For the next few weeks we’re going to see a lot of these men: Mitt Romney and Mike Huckabee; John McCain and Ron Paul and Fred Thompson and Rudy Giuliani. If we are lucky, we’ll just barely get Christmas day off from the non-stop campaigning
For the week between the New Hampshire primary and our Jan. 15 primary, they are likely to virtually live in Michigan. Each wants to get some momentum going by winning what will be the first major industrial state to choose.
The stakes are pretty high for most of them. Mitt Romney has to win here, period. This is his home state; he grew up here, his father was a famous governor. If he can’t win here, he might as well hang it up. Rudy Giuliani needs to win here too. His campaign has been slipping lately. Michigan is the kind of state he has to win.
We’re also likely to find out in Michigan if Mike Huckabee is an unstoppable force, or a mere comet shooting across the sky. Last week I talked with a prominent Republican pollster who is not favorably inclined towards Huckabee. However, he said that if the man from Hope won Iowa, New Hampshire and Michigan, he’d be unstoppable. My own hunch is that Ron Paul, the libertarian in GOP clothing, just might do better than expected. Certainly his supporters have more and bigger signs and more fervor than any of the rest.
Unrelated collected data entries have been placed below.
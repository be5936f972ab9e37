//! Generation of 3D wing surface geometry from spanwise chord, twist, sweep, dihedral and airfoil
//! distributions. Sections are produced from analytic NACA 4/5-digit airfoils or from digitized
//! coordinate files, placed along the span and transformed into a single point cloud.

pub mod airfoil;
pub mod algorithms;
pub mod config;
pub mod errors;
pub mod serialize;
pub mod spline;
pub mod wing;

pub use errors::WingError;

pub type Result<T> = std::result::Result<T, WingError>;
//! JSON description of a wing: span stations, the spanwise distributions, sampling settings and
//! the directory holding digitized airfoil coordinates.

use crate::airfoil::loaded::{CoordinateRepository, DirectoryRepository, MemoryRepository};
use crate::algorithms::Spacing;
use crate::wing::distribution::{AirfoilDistribution, Distribution};
use crate::wing::{span_stations, Wing, WingSettings};
use crate::Result;
use serde::Deserialize;
use std::fs;
use std::path::{Path, PathBuf};

#[derive(Debug, Clone, Deserialize)]
#[serde(untagged)]
pub enum StationLayout {
    /// Explicit, strictly increasing span positions
    Explicit(Vec<f64>),

    /// `count` stations from the root to `half_span`
    Generated {
        half_span: f64,
        count: usize,
        #[serde(default)]
        spacing: Spacing,
    },
}

impl StationLayout {
    pub fn stations(&self) -> Result<Vec<f64>> {
        match self {
            StationLayout::Explicit(stations) => Ok(stations.clone()),
            StationLayout::Generated {
                half_span,
                count,
                spacing,
            } => span_stations(*half_span, *count, *spacing),
        }
    }
}

#[derive(Debug, Clone, Deserialize)]
pub struct WingConfig {
    pub stations: StationLayout,
    pub chord: Distribution,
    #[serde(default)]
    pub twist: Option<Distribution>,
    #[serde(default)]
    pub sweep: Option<Distribution>,
    #[serde(default)]
    pub dihedral: Option<Distribution>,
    pub airfoil: AirfoilDistribution,
    #[serde(default)]
    pub settings: WingSettings,

    /// Directory of digitized airfoil coordinate files, relative paths are resolved against the
    /// directory of the configuration file
    #[serde(default)]
    pub catalog: Option<PathBuf>,
}

/// JSON pointers of the fields holding a spacing token
const SPACING_FIELDS: [&str; 2] = ["/stations/spacing", "/settings/airfoil/spacing"];

/// Spacing tokens are checked ahead of deserialization so that an unknown token is reported as
/// `UnsupportedSpacing` rather than a generic parse failure.
fn check_spacing_tokens(value: &serde_json::Value) -> Result<()> {
    for pointer in SPACING_FIELDS {
        if let Some(token) = value.pointer(pointer).and_then(|v| v.as_str()) {
            token.parse::<Spacing>()?;
        }
    }
    Ok(())
}

impl WingConfig {
    pub fn from_json(text: &str) -> Result<WingConfig> {
        let value: serde_json::Value = serde_json::from_str(text)?;
        check_spacing_tokens(&value)?;
        Ok(serde_json::from_value(value)?)
    }

    pub fn from_file(path: &Path) -> Result<WingConfig> {
        let mut config = Self::from_json(&fs::read_to_string(path)?)?;
        if let (Some(catalog), Some(parent)) = (&config.catalog, path.parent()) {
            if catalog.is_relative() {
                config.catalog = Some(parent.join(catalog));
            }
        }
        Ok(config)
    }

    pub fn build(&self) -> Result<Wing> {
        let mut wing = Wing::new(self.stations.stations()?)?;
        wing.set_settings(self.settings);
        wing.set_chord(self.chord.clone());
        wing.set_airfoil(self.airfoil.clone());

        if let Some(twist) = &self.twist {
            wing.set_twist(twist.clone());
        }
        if let Some(sweep) = &self.sweep {
            wing.set_sweep(sweep.clone());
        }
        if let Some(dihedral) = &self.dihedral {
            wing.set_dihedral(dihedral.clone());
        }

        Ok(wing)
    }

    /// The coordinate catalog named by the configuration, or an empty one when none is given
    pub fn repository(&self) -> Box<dyn CoordinateRepository> {
        match &self.catalog {
            Some(root) => Box::new(DirectoryRepository::new(root)),
            None => Box::new(MemoryRepository::default()),
        }
    }
}
//! # mac-generator
//!
//! Generate randomized MAC addresses for testing and simulation, and write
//! them to CSV and/or JSON files.
//!
//! ## Features
//!
//! - 🎲 Random 6-octet addresses, colon- or hyphen-delimited
//! - 🌱 Injectable random source for reproducible batches
//! - 📄 CSV (single record) and JSON (`{"macAddress": [...]}`) output
//! - 🛡️ Configuration validated once, before any file is touched
//!
//! ## Example
//!
//! ```rust,no_run
//! use mac_generator::{GeneratorConfig, MacGenerator, Delimiter};
//!
//! fn main() -> Result<(), Box<dyn std::error::Error>> {
//!     // Validate the settings up front
//!     let config = GeneratorConfig::builder()
//!         .count(5)
//!         .hyphen(true)
//!         .output("/tmp/macs")
//!         .format("json,csv")
//!         .build()?;
//!
//!     // Writes /tmp/macs.json and /tmp/macs.csv
//!     let written = mac_generator::run(&config)?;
//!     for path in written {
//!         println!("Wrote {}", path.display());
//!     }
//!
//!     // Or drive the generator directly with a fixed seed
//!     let mut generator = MacGenerator::seeded(42);
//!     for mac in generator.generate(3, Delimiter::Colon) {
//!         println!("{mac}");
//!     }
//!
//!     Ok(())
//! }
//! ```

mod error;
mod generator;
mod models;
pub mod writer;

use std::path::PathBuf;

use log::debug;

pub use error::{MacGenError, MacGenResult};
pub use generator::MacGenerator;
pub use models::config::{GeneratorConfig, GeneratorConfigBuilder, DEFAULT_COUNT};
pub use models::document::MacAddressDocument;
pub use models::format::OutputFormat;
pub use models::mac_address::{Delimiter, MacAddress};

/// Generate the configured addresses and write them out.
///
/// The whole batch is generated in memory before the first file is written.
/// Returns the paths of the files written.
pub fn run(config: &GeneratorConfig) -> MacGenResult<Vec<PathBuf>> {
    let mut generator = match config.seed {
        Some(seed) => {
            debug!("Using fixed seed {seed}");
            MacGenerator::seeded(seed)
        }
        None => MacGenerator::from_time(),
    };

    let addresses = generator.generate(config.count, config.delimiter);
    writer::write(&addresses, &config.output, &config.formats)
}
On the now-meaningless Democratic side, Hillary Clinton ought to romp to victory over Mike Gravel, Chis Dodd and Dennis the Menace Kucinich. The question is how many will come out to vote for uncommitted instead.
But if you ask me, the real heroes of this election are not the candidates, but the citizens who make it possible. Primarily, I mean the election workers, the mostly retired people who voluntarily give up their day to help us vote and the process work. I also mean people like Chris Thomas, who has spent a lifetime behind the scenes making sure the process is as well-oiled as possible. Secretary of State Terri Lynn Land is also something of an elections and elections technology junkie. She has improved the equipment and the vote-counting process, which were in pretty good shape to start.
Few remember now, but in 2000, while the nation was mesmerized by the hanging chad mess in Florida, Michigan had a Congressional election that was just as close. They did a recount there, too. But the loser threw in the towel before it was over, because it was clear that almost nothing was changing, and there was no doubt about the integrity of the process.
Finally, if you want to show a little integrity, here’s what you have to do: Vote. I don’t care how inconvenient it is, or whether you are enthralled with the candidates. Vote the best way you know how. Too many people, white and black, some even in my lifetime, have died so that we could do so.